All EEF score 0 in West Asian and East Euro, so that's not so surprising. The difference between this Spanish R1b and other Early Neolithic samples is that he scores the highest in West_med and lowest in East_med, suggesting that he is actually more "native" west European than the others (who are more Near Eastern). Or it might suggest a North West African origin, but that's more unlikely.

saman sistani said...

@Alberto

Thank you for your reply, so do you believe that his ancestors did not come from Siberia as he completely lacks any admixture that the Early Samara sample contains?

Alberto said...

@saman

He's the only R1b found so far at this place and time, so it's hard to tell. But obviously his ancestors did not arrive from Siberia recently. He looks mostly like any other Early Neolithic sample, with that small exception that I mentioned.

I think West_med peaks in modern Sardinians and probably Spanish, while it goes down in Eastern Mediterranean populations. So if anything, it seems that this R1b had some kind of "native" west European ancestry (mixed with a lot of EEF).

Dospaises said...

@saman

Here's something that might also help you. It only takes about 7-8 generations of mixing with a completely different group of people for the descendants of a person to completely lose the autosomal ancestry but they can still retain the Y-DNA of their direct male ancestor. Something similar can happen in Latin American. An R1b Spaniard goes there and has children with natives. His sons have children with natives.

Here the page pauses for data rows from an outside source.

//! The scheduling engine
//!
//! Jobs enter through [`JobQueue::push`], wait in the priority store, and are
//! dispatched by the loop in `core` whenever the queue is running and a
//! concurrency slot is free. Completion, failure, idle, and throughput
//! notifications go out through the bus the queue owns.

mod config;
mod core;
mod job;
mod store;

pub use config::QueueConfig;
pub use core::{JobQueue, LifecycleState, QueueSnapshot};
pub use job::{DEFAULT_PRIORITY, JobId, JobOutput, JobPayload, JobState, LOWEST_PRIORITY, QueuedJob, clamp_priority};
pub use store::PriorityStore;
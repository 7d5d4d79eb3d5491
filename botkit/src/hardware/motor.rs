// shelby Copyright (c) 2023 Evan Overman (https://an-prata.it).
// Licensed under the MIT License.
// See LICENSE file in repository root for complete license text.

use super::{DeviceResult, HardwareDevice, InvalidPowerSnafu};
use serde::{Deserialize, Serialize};
use snafu::ensure;

/// A DC motor with an optional quadrature encoder.
pub trait DcMotor: HardwareDevice {
    fn set_direction(&mut self, direction: Direction) -> DeviceResult<()>;

    /// Sets motor power. Implementations should pass the value through
    /// [`checked_power`] before applying it.
    fn set_power(&mut self, power: f64) -> DeviceResult<()>;

    fn set_zero_power_behavior(&mut self, behavior: ZeroPowerBehavior) -> DeviceResult<()>;

    fn set_mode(&mut self, mode: RunMode) -> DeviceResult<()>;

    /// Encoder position in counts.
    fn current_position(&self) -> DeviceResult<i32>;
}

/// Maximum power a motor can be set to, finite numbers greater than this are
/// clamped within range.
pub const MAX_POWER: f64 = 1f64;

/// Minimum power a motor can be set to, finite numbers less than this are
/// clamped within range.
pub const MIN_POWER: f64 = -MAX_POWER;

/// Validates a requested power. Returns an error if `power` is infinite or
/// `NaN`, otherwise the power clamped between [`MIN_POWER`] and [`MAX_POWER`].
pub fn checked_power(power: f64) -> DeviceResult<f64> {
    ensure!(power.is_finite(), InvalidPowerSnafu { power });
    Ok(power.clamp(MIN_POWER, MAX_POWER))
}

/// Which way the motor shaft turns for positive power.
#[derive(Clone, Copy, Debug, PartialEq, Eq, Serialize, Deserialize)]
pub enum Direction {
    Forward,
    Reverse,
}

/// What the motor does when commanded to zero power.
#[derive(Clone, Copy, Debug, PartialEq, Eq, Serialize, Deserialize)]
pub enum ZeroPowerBehavior {
    Brake,
    Float,
}

/// Motor controller mode.
#[derive(Clone, Copy, Debug, PartialEq, Eq, Serialize, Deserialize)]
pub enum RunMode {
    /// Zeroes the encoder and holds the motor still.
    StopAndResetEncoder,

    /// Closed loop speed control using the encoder.
    RunUsingEncoder,

    /// Open loop, power is applied directly.
    RunWithoutEncoder,
}
// shelby Copyright (c) 2023 Evan Overman (https://an-prata.it).
// Licensed under the MIT License.
// See LICENSE file in repository root for complete license text.

//! One-shot acquisition and setup of each subsystem's devices. A subsystem is
//! only returned once every device it needs has resolved and accepted its
//! setup, a partially bound subsystem is dropped.

use crate::{
    drive::{Drivetrain, LEFT_DIR, RIGHT_DIR},
    hardware::{
        names, DcMotor, DeviceError, Direction, HardwareDevice, HardwareMap, LookupError, RunMode,
        ZeroPowerBehavior,
    },
    TAG,
};
use log::debug;
use snafu::{ResultExt, Snafu};

/// Why a subsystem could not be bound.
#[derive(Clone, Debug, PartialEq, Snafu)]
pub enum BindError {
    #[snafu(display("{source}"), context(false))]
    Lookup { source: LookupError },

    #[snafu(display("could not configure \"{name}\": {source}"))]
    Configure { name: String, source: DeviceError },
}

pub type BindResult<T> = Result<T, BindError>;

/// Elevator and sweeper motors.
#[derive(Debug)]
pub struct Collector<M> {
    pub elevator: M,
    pub sweeper: M,
}

/// Left and right flywheel motors.
#[derive(Debug)]
pub struct Shooter<M> {
    pub left: M,
    pub right: M,
}

/// Beacon pusher servos, bound but never positioned here.
#[derive(Debug)]
pub struct Pushers<S> {
    pub left: S,
    pub right: S,
}

#[derive(Debug)]
pub struct Sensors<D, G, C> {
    pub dim: D,
    pub gyro: G,
    pub color: C,
}

/// Setup applied to a freshly resolved motor.
#[derive(Clone, Copy, Debug)]
struct MotorSetup {
    direction: Direction,
    zero_power_behavior: Option<ZeroPowerBehavior>,
    reset_encoder: bool,
    mode: RunMode,
}

impl MotorSetup {
    fn apply<M: DcMotor>(&self, motor: &mut M) -> Result<(), DeviceError> {
        motor.set_direction(self.direction)?;
        motor.set_power(0f64)?;

        if let Some(behavior) = self.zero_power_behavior {
            motor.set_zero_power_behavior(behavior)?;
        }

        if self.reset_encoder {
            motor.set_mode(RunMode::StopAndResetEncoder)?;
        }

        motor.set_mode(self.mode)
    }
}

fn motor<H: HardwareMap>(map: &mut H, name: &str, setup: MotorSetup) -> BindResult<H::Motor> {
    let mut motor = map.dc_motor(name)?;
    setup.apply(&mut motor).context(ConfigureSnafu { name })?;
    Ok(motor)
}

pub fn drivetrain<H: HardwareMap>(map: &mut H) -> BindResult<Drivetrain<H::Motor>> {
    let setup = |direction| MotorSetup {
        direction,
        zero_power_behavior: Some(ZeroPowerBehavior::Brake),
        reset_encoder: true,
        mode: RunMode::RunUsingEncoder,
    };

    let left = motor(map, names::LEFT_DRIVE, setup(LEFT_DIR))?;
    let right = motor(map, names::RIGHT_DRIVE, setup(RIGHT_DIR))?;

    Ok(Drivetrain::new(left, right))
}

pub fn collector<H: HardwareMap>(map: &mut H) -> BindResult<Collector<H::Motor>> {
    let setup = |direction| MotorSetup {
        direction,
        zero_power_behavior: None,
        reset_encoder: false,
        mode: RunMode::RunWithoutEncoder,
    };

    Ok(Collector {
        elevator: motor(map, names::ELEVATOR, setup(Direction::Reverse))?,
        sweeper: motor(map, names::SWEEPER, setup(Direction::Forward))?,
    })
}

pub fn shooter<H: HardwareMap>(map: &mut H) -> BindResult<Shooter<H::Motor>> {
    let setup = |direction| MotorSetup {
        direction,
        zero_power_behavior: None,
        reset_encoder: true,
        mode: RunMode::RunUsingEncoder,
    };

    Ok(Shooter {
        left: motor(map, names::LEFT_SHOOTER, setup(Direction::Forward))?,
        right: motor(map, names::RIGHT_SHOOTER, setup(Direction::Reverse))?,
    })
}

pub fn pushers<H: HardwareMap>(map: &mut H) -> BindResult<Pushers<H::Servo>> {
    Ok(Pushers {
        left: map.servo(names::LEFT_PUSHER)?,
        right: map.servo(names::RIGHT_PUSHER)?,
    })
}

/// Binds the interface module, gyro and color sensor. The color sensor LED is
/// left for the caller to exercise.
pub fn sensors<H: HardwareMap>(map: &mut H) -> BindResult<Sensors<H::Dim, H::Gyro, H::Color>> {
    let dim = map.device_interface_module(names::DIM)?;
    let gyro = map.gyro_sensor(names::GYRO)?;
    debug!(target: TAG, "gyro connected at {}", gyro.connection_info());
    let color = map.color_sensor(names::COLOR)?;
    debug!(target: TAG, "color sensor connected at {}", color.connection_info());

    Ok(Sensors { dim, gyro, color })
}
// shelby Copyright (c) 2023 Evan Overman (https://an-prata.it).
// Licensed under the MIT License.
// See LICENSE file in repository root for complete license text.

use botkit::{hardware::OpMode, Capabilities, DriveDir, Heading, Robot};
use serde::{Deserialize, Serialize};

/// What the robot looked like on one tick of the opmode loop.
#[derive(Clone, Debug, PartialEq, Serialize, Deserialize)]
pub struct Snapshot {
    tick: u32,
    elapsed_ms: u64,
    drive_dir: DriveDir,
    calibration_drive_dir: DriveDir,
    capabilities: Capabilities,
    gyro_ready: bool,
    heading: Heading,
    cpi: f64,
}

impl Snapshot {
    pub fn capture<O: OpMode>(tick: u32, robot: &mut Robot<O>) -> Self {
        Self {
            tick,
            elapsed_ms: robot
                .op()
                .map_or(0, |op| u64::try_from(op.elapsed().as_millis()).unwrap_or(u64::MAX)),
            drive_dir: robot.drive_dir(),
            calibration_drive_dir: robot.calibration_drive_dir(),
            capabilities: robot.capabilities(),
            gyro_ready: robot.gyro_ready(),
            heading: robot.gyro_fhdg(),
            cpi: robot.cpi(),
        }
    }
}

After the 7 or 8th generation some of this descendants won't have any of his Spanish autosomal DNA.

truth said...

@ Alberto

Modern Spanish have around 22% of West-Med, which is Half of what Sardinians have at 48%

Alberto said...

@truth

Yes, and once you move to the east Mediterranean (like Lebanon) it drops to about 10%.

More telling is the lower East_med, which is only 12% when most other Early neolithic samples are above 20% and 30%.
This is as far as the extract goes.